Problem statement:
If a line below includes the string "column", copy it.

[Extracted data Boundary: Start]

use mesrs_core::{AppError, Paginated};
use sqlx::PgPool;
use tracing::{info, instrument};
use uuid::Uuid;

use crate::modules::enrollments::model::{
    CreateEnrollmentDto, Enrollment, EnrollmentFilterParams, EnrollmentStatus, UpdateEnrollmentDto,
};

const ENROLLMENT_SELECT: &str = r#"SELECT e.id, e.student_id, s.student_number,
        p.first_name || ' ' || p.last_name AS student_name,
        e.formation_id, f.name AS formation_name,
        e.academic_year_id, y.name AS academic_year_name,
        e.status, e.enrollment_date, e.validated_by, e.validation_date, e.notes,
        e.created_at, e.updated_at
    FROM enrollments e
    JOIN students s ON s.id = e.student_id
    JOIN profiles p ON p.id = s.profile_id
    JOIN formations f ON f.id = e.formation_id
    JOIN academic_years y ON y.id = e.academic_year_id"#;

const CONFLICT: &str = "Student is already enrolled in this formation for this academic year";

fn not_found() -> AppError {
    AppError::not_found(anyhow::anyhow!("Enrollment not found"))
}

/// Validation and rejection record who decided and when.
fn records_decision(next: EnrollmentStatus) -> bool {
    matches!(next, EnrollmentStatus::Approved | EnrollmentStatus::Rejected)
}

pub struct EnrollmentService;

impl EnrollmentService {
    /// New enrollments start as `pending`.
    #[instrument(skip(db, dto))]
    pub async fn create_enrollment(
        db: &PgPool,
        dto: CreateEnrollmentDto,
    ) -> Result<Enrollment, AppError> {
        let id: Uuid = sqlx::query_scalar(
            r#"INSERT INTO enrollments
                (student_id, formation_id, academic_year_id, enrollment_date, notes)
               VALUES ($1, $2, $3, COALESCE($4, CURRENT_DATE), $5)
               RETURNING id"#,
        )
        .bind(dto.student_id)
        .bind(dto.formation_id)
        .bind(dto.academic_year_id)
        .bind(dto.enrollment_date)
        .bind(&dto.notes)
        .fetch_one(db)
        .await
        .map_err(|e| AppError::from_write(e, CONFLICT))?;

        Self::get_enrollment(db, id).await
    }

    #[instrument(skip(db))]
    pub async fn get_enrollment(db: &PgPool, id: Uuid) -> Result<Enrollment, AppError> {
        let query = format!("{ENROLLMENT_SELECT} WHERE e.id = $1");
        sqlx::query_as::<_, Enrollment>(&query)
            .bind(id)
            .fetch_optional(db)
            .await?
            .ok_or_else(not_found)
    }

    #[instrument(skip(db))]
    pub async fn list_enrollments(
        db: &PgPool,
        filters: EnrollmentFilterParams,
    ) -> Result<Paginated<Enrollment>, AppError> {
        let limit = filters.pagination.limit();
        let offset = filters.pagination.offset();

        let mut where_clause = String::from(" WHERE 1=1");
        let mut params: Vec<String> = Vec::new();

        if let Some(status) = filters.status {
            params.push(status.as_str().to_string());
            where_clause.push_str(&format!(" AND e.status = ${}::enrollment_status", params.len()));
        }
        let id_filters = [
            ("e.student_id", filters.student_id),
            ("e.formation_id", filters.formation_id),
            ("e.academic_year_id", filters.academic_year_id),
        ];
        for (column, value) in id_filters {
            if let Some(id) = value {
                params.push(id.to_string());
                where_clause.push_str(&format!(" AND {column} = ${}::uuid", params.len()));
            }
        }

        let count_query = format!("SELECT COUNT(*) FROM enrollments e{where_clause}");
        let mut count_sql = sqlx::query_scalar::<_, i64>(&count_query);
        for param in &params {
            count_sql = count_sql.bind(param);
        }
        let total = count_sql.fetch_one(db).await?;

        let data_query = format!(
            "{ENROLLMENT_SELECT}{where_clause} \
             ORDER BY e.created_at DESC LIMIT {limit} OFFSET {offset}"
        );
        let mut data_sql = sqlx::query_as::<_, Enrollment>(&data_query);
        for param in params {
            data_sql = data_sql.bind(param);
        }
        let enrollments = data_sql.fetch_all(db).await?;

        Ok(Paginated::new(enrollments, total, &filters.pagination))
    }

    #[instrument(skip(db, dto))]
    pub async fn update_enrollment(
        db: &PgPool,
        id: Uuid,
        dto: UpdateEnrollmentDto,
    ) -> Result<Enrollment, AppError> {
        let updated = sqlx::query(
            r#"UPDATE enrollments SET
                formation_id = COALESCE($2, formation_id),
                academic_year_id = COALESCE($3, academic_year_id),
                enrollment_date = COALESCE($4, enrollment_date),
                notes = COALESCE($5, notes),
                updated_at = NOW()
               WHERE id = $1"#,
        )
        .bind(id)
        .bind(dto.formation_id)
        .bind(dto.academic_year_id)
        .bind(dto.enrollment_date)
        .bind(dto.notes)
        .execute(db)
        .await
        .map_err(|e| AppError::from_write(e, CONFLICT))?;

        if updated.rows_affected() == 0 {
            return Err(not_found());
        }

        Self::get_enrollment(db, id).await
    }

    /// Moves an enrollment along the status workflow.
    ///
    /// The row is locked while the transition is checked. Illegal
    /// transitions fail with 422.
    #[instrument(skip(db, notes))]
    pub async fn transition(
        db: &PgPool,
        id: Uuid,
        next: EnrollmentStatus,
        decided_by: Uuid,
        notes: Option<String>,
    ) -> Result<Enrollment, AppError> {
        let mut tx = db.begin().await?;

        let current: EnrollmentStatus =
            sqlx::query_scalar("SELECT status FROM enrollments WHERE id = $1 FOR UPDATE")
                .bind(id)
                .fetch_optional(&mut *tx)
                .await?
                .ok_or_else(not_found)?;

        if !current.can_transition_to(next) {
            return Err(AppError::unprocessable(anyhow::anyhow!(
                "Cannot change enrollment status from {} to {}",
                current.as_str(),
                next.as_str()
            )));
        }

        sqlx::query(
            r#"UPDATE enrollments SET
                status = $2,
                notes = COALESCE($3, notes),
                validated_by = CASE WHEN $4 THEN $5 ELSE validated_by END,
                validation_date = CASE WHEN $4 THEN NOW() ELSE validation_date END,
                updated_at = NOW()
               WHERE id = $1"#,
        )
        .bind(id)
        .bind(next)
        .bind(notes)
        .bind(records_decision(next))
        .bind(decided_by)
        .execute(&mut *tx)
        .await?;

        tx.commit().await?;

        info!(
            enrollment_id = %id,
            from = current.as_str(),
            to = next.as_str(),
            "Enrollment status changed"
        );
        Self::get_enrollment(db, id).await
    }

    #[instrument(skip(db))]
    pub async fn delete_enrollment(db: &PgPool, id: Uuid) -> Result<(), AppError> {
        let result = sqlx::query("DELETE FROM enrollments WHERE id = $1")
            .bind(id)
            .execute(db)
            .await?;

        if result.rows_affected() == 0 {
            return Err(not_found());
        }

        Ok(())
    }
}

#[cfg(test)]
mod tests {
    use super::*;

    #[test]
    fn only_decisions_record_the_decider() {
        assert!(records_decision(EnrollmentStatus::Approved));
        assert!(records_decision(EnrollmentStatus::Rejected));
        assert!(!records_decision(EnrollmentStatus::Active));
        assert!(!records_decision(EnrollmentStatus::Completed));
    }
}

[Extracted data Boundary: End]

Response to this exercise:
        for (column, value) in id_filters {
                where_clause.push_str(&format!(" AND {column} = ${}::uuid", params.len()));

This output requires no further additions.